> **What the task requires**: I need the lines from the one with "0, 10.0, Box::new(ScriptedPolicy::new())).unwrap();" through the end of the material, copied exactly and with nothing else included.

> **Dataset content**:
◆ ◆ ◆ ◆ ◆
//! The table: the shoe, the wager positions, the dealer's hand, the house bank and the seated
//! players. Rules live in `TableConfig`, the round itself is driven by `GamePlay`.

use crate::bank::Bank;
use crate::bet_box::BetBoxes;
use crate::card::Card;
use crate::config::TableConfig;
use crate::error::{BlackjackGameError, ConfigError};
use crate::hand::Hand;
use crate::player::Player;
use crate::policy::DecisionPolicy;
use crate::shoe::Shoe;

pub struct Table {
    pub(crate) config: TableConfig,
    pub(crate) shoe: Shoe,
    pub(crate) boxes: BetBoxes,
    pub(crate) dealer: Hand,
    pub(crate) house: Bank,
    pub(crate) players: Vec<Player>,
    // players who left, kept so a simulation can seat them again
    departed: Vec<Player>,
    next_player_id: usize,
}

impl Table {
    /// Builds a table with a freshly shuffled shoe and a placed marker.
    pub fn new(config: TableConfig) -> Result<Table, BlackjackGameError> {
        config.validate()?;
        let shoe = Shoe::from_config(&config);
        Table::with_shoe(config, shoe)
    }

    /// Builds a table around an existing shoe, shuffling it and placing the marker.
    pub fn with_shoe(config: TableConfig, mut shoe: Shoe) -> Result<Table, BlackjackGameError> {
        config.validate()?;
        if shoe.num_decks() != config.num_decks {
            return Err(ConfigError::Invalid(format!(
                "shoe holds {} decks but the table expects {}",
                shoe.num_decks(),
                config.num_decks
            ))
            .into());
        }
        shoe.shuffle();
        shoe.place_marker_card(None)?;
        Ok(Table {
            boxes: BetBoxes::new(config.num_positions),
            house: Bank::new("house", config.house_balance),
            config,
            shoe,
            dealer: Hand::new(),
            players: Vec::new(),
            departed: Vec::new(),
            next_player_id: 0,
        })
    }

    pub fn config(&self) -> &TableConfig {
        &self.config
    }

    pub fn shoe(&self) -> &Shoe {
        &self.shoe
    }

    pub fn shoe_mut(&mut self) -> &mut Shoe {
        &mut self.shoe
    }

    pub fn boxes(&self) -> &BetBoxes {
        &self.boxes
    }

    pub fn dealer(&self) -> &Hand {
        &self.dealer
    }

    pub fn house(&self) -> &Bank {
        &self.house
    }

    pub fn players(&self) -> &[Player] {
        &self.players
    }

    pub fn player(&self, id: usize) -> Option<&Player> {
        self.players.iter().find(|p| p.id() == id)
    }

    /// Seats a new player at `seat`, returning the player's id.
    pub fn seat_player<S: Into<String>>(
        &mut self,
        name: S,
        seat: usize,
        starting_balance: f64,
        policy: Box<dyn DecisionPolicy + Send>,
    ) -> Result<usize, BlackjackGameError> {
        if seat >= self.config.num_positions || self.players.iter().any(|p| p.seat() == seat) {
            return Err(BlackjackGameError::SeatUnavailable(seat));
        }
        let id = self.next_player_id;
        self.next_player_id += 1;
        let player = Player::new(id, name, seat, starting_balance, policy);
        log::info!("{} sits down at seat {} with ${:.2}", player.name(), seat, starting_balance);
        self.players.push(player);
        self.players.sort_by_key(|p| p.seat());
        Ok(id)
    }

    /// Removes a player from the table between rounds. Returns false if no such player is seated.
    pub fn remove_player(&mut self, id: usize) -> bool {
        match self.players.iter().position(|p| p.id() == id) {
            Some(idx) => {
                let player = self.players.remove(idx);
                log::info!("{} leaves the table with ${:.2}", player.name(), player.balance());
                self.departed.push(player);
                true
            }
            None => false,
        }
    }

    pub fn departed(&self) -> &[Player] {
        &self.departed
    }

    /// Seat positions a player sitting at `seat` may bet on: their own seat and the positions to
    /// its right, stopping at another player's seat or the table's per-player limit.
    pub fn available_positions(&self, seat: usize) -> Vec<usize> {
        (seat..self.config.num_positions)
            .take_while(|&p| p == seat || !self.players.iter().any(|pl| pl.seat() == p))
            .take(self.config.max_bets_per_player)
            .collect()
    }

    /// Every face up card on the table.
    pub fn visible_cards(&self) -> Vec<Card> {
        let boxes = self
            .boxes
            .active_leaves()
            .into_iter()
            .filter_map(|id| self.boxes.get(id).ok())
            .flat_map(|b| b.hand().visible_cards().copied().collect::<Vec<Card>>());
        boxes.chain(self.dealer.visible_cards().copied()).collect()
    }

    /// All money the table has seen: every bank of a seated or departed player, the house and
    /// everything staked.
    pub fn total_money(&self) -> f64 {
        self.players
            .iter()
            .chain(self.departed.iter())
            .map(|p| p.balance())
            .sum::<f64>()
            + self.house.balance()
            + self.boxes.total_in_play()
    }

    /// Seats every departed player again, restores bankrolls and forces a reshuffle. Used when a
    /// simulation restarts.
    pub fn reset_balances(&mut self, player_balance: f64) {
        self.players.append(&mut self.departed);
        self.players.sort_by_key(|p| p.seat());
        self.house.reset(self.config.house_balance);
        for player in self.players.iter_mut() {
            player.reset(player_balance);
        }
        self.shoe.force_shuffle();
    }
}

pub(crate) fn player_index(players: &[Player], id: usize) -> Result<usize, BlackjackGameError> {
    players
        .iter()
        .position(|p| p.id() == id)
        .ok_or(BlackjackGameError::UnknownPlayer(id))
}

#[cfg(test)]
mod tests {
    use super::*;
    use crate::policy::ScriptedPolicy;

    fn table(positions: usize, per_player: usize) -> Table {
        let config = TableConfig {
            num_positions: positions,
            max_bets_per_player: per_player,
            seed: Some(1),
            ..TableConfig::default()
        };
        Table::new(config).unwrap()
    }

    #[test]
    fn new_table_is_ready_to_deal() {
        let t = table(7, 3);
        assert!(t.shoe().marker().is_some());
        assert!(!t.shoe().needs_shuffle());
        assert_eq!(t.boxes().num_positions(), 7);
    }

    #[test]
    fn seats_are_exclusive() {
        let mut t = table(3, 2);
        t.seat_player("a", 0, 100.0, Box::new(ScriptedPolicy::new())).unwrap();
        assert!(matches!(
            t.seat_player("b", 0, 100.0, Box::new(ScriptedPolicy::new())),
            Err(BlackjackGameError::SeatUnavailable(0))
        ));
        assert!(t.seat_player("c", 3, 100.0, Box::new(ScriptedPolicy::new())).is_err());
    }

    #[test]
    fn adjacency_stops_at_other_players() {
        let mut t = table(7, 3);
        t.seat_player("a", 1, 100.0, Box::new(ScriptedPolicy::new())).unwrap();
        t.seat_player("b", 3, 100.0, Box::new(ScriptedPolicy::new())).unwrap();
        assert_eq!(t.available_positions(1), vec![1, 2]);
        assert_eq!(t.available_positions(3), vec![3, 4, 5]);
        assert_eq!(t.available_positions(6), vec![6]);
    }

    #[test]
    fn total_money_counts_every_bank() {
        let mut t = table(2, 1);
        let before = t.total_money();
        t.seat_player("a", 0, 250.0, Box::new(ScriptedPolicy::new())).unwrap();
        assert_eq!(t.total_money(), before + 250.0);
        let id = t.players()[0].id();
        assert!(t.remove_player(id));
        assert!(!t.remove_player(id));
        assert_eq!(t.total_money(), before + 250.0);
        assert_eq!(t.departed().len(), 1);
    }

    #[test]
    fn reset_reseats_departed_players() {
        let mut t = table(3, 1);
        let a = t.seat_player("a", 2, 10.0, Box::new(ScriptedPolicy::new())).unwrap();
        t.seat_player("b", 0, 10.0, Box::new(ScriptedPolicy::new())).unwrap();
        t.remove_player(a);
        t.reset_balances(500.0);
        let seats: Vec<usize> = t.players().iter().map(|p| p.seat()).collect();
        assert_eq!(seats, vec![0, 2]);
        assert!(t.players().iter().all(|p| p.balance() == 500.0));
        assert!(t.departed().is_empty());
        assert!(t.shoe().needs_shuffle());
    }
}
◆ ◆ ◆ ◆ ◆
> **Output below**:
        t.seat_player("b", 0, 10.0, Box::new(ScriptedPolicy::new())).unwrap();
        t.remove_player(a);
        t.reset_balances(500.0);
        let seats: Vec<usize> = t.players().iter().map(|p| p.seat()).collect();
        assert_eq!(seats, vec![0, 2]);
        assert!(t.players().iter().all(|p| p.balance() == 500.0));
        assert!(t.departed().is_empty());
        assert!(t.shoe().needs_shuffle());
    }
}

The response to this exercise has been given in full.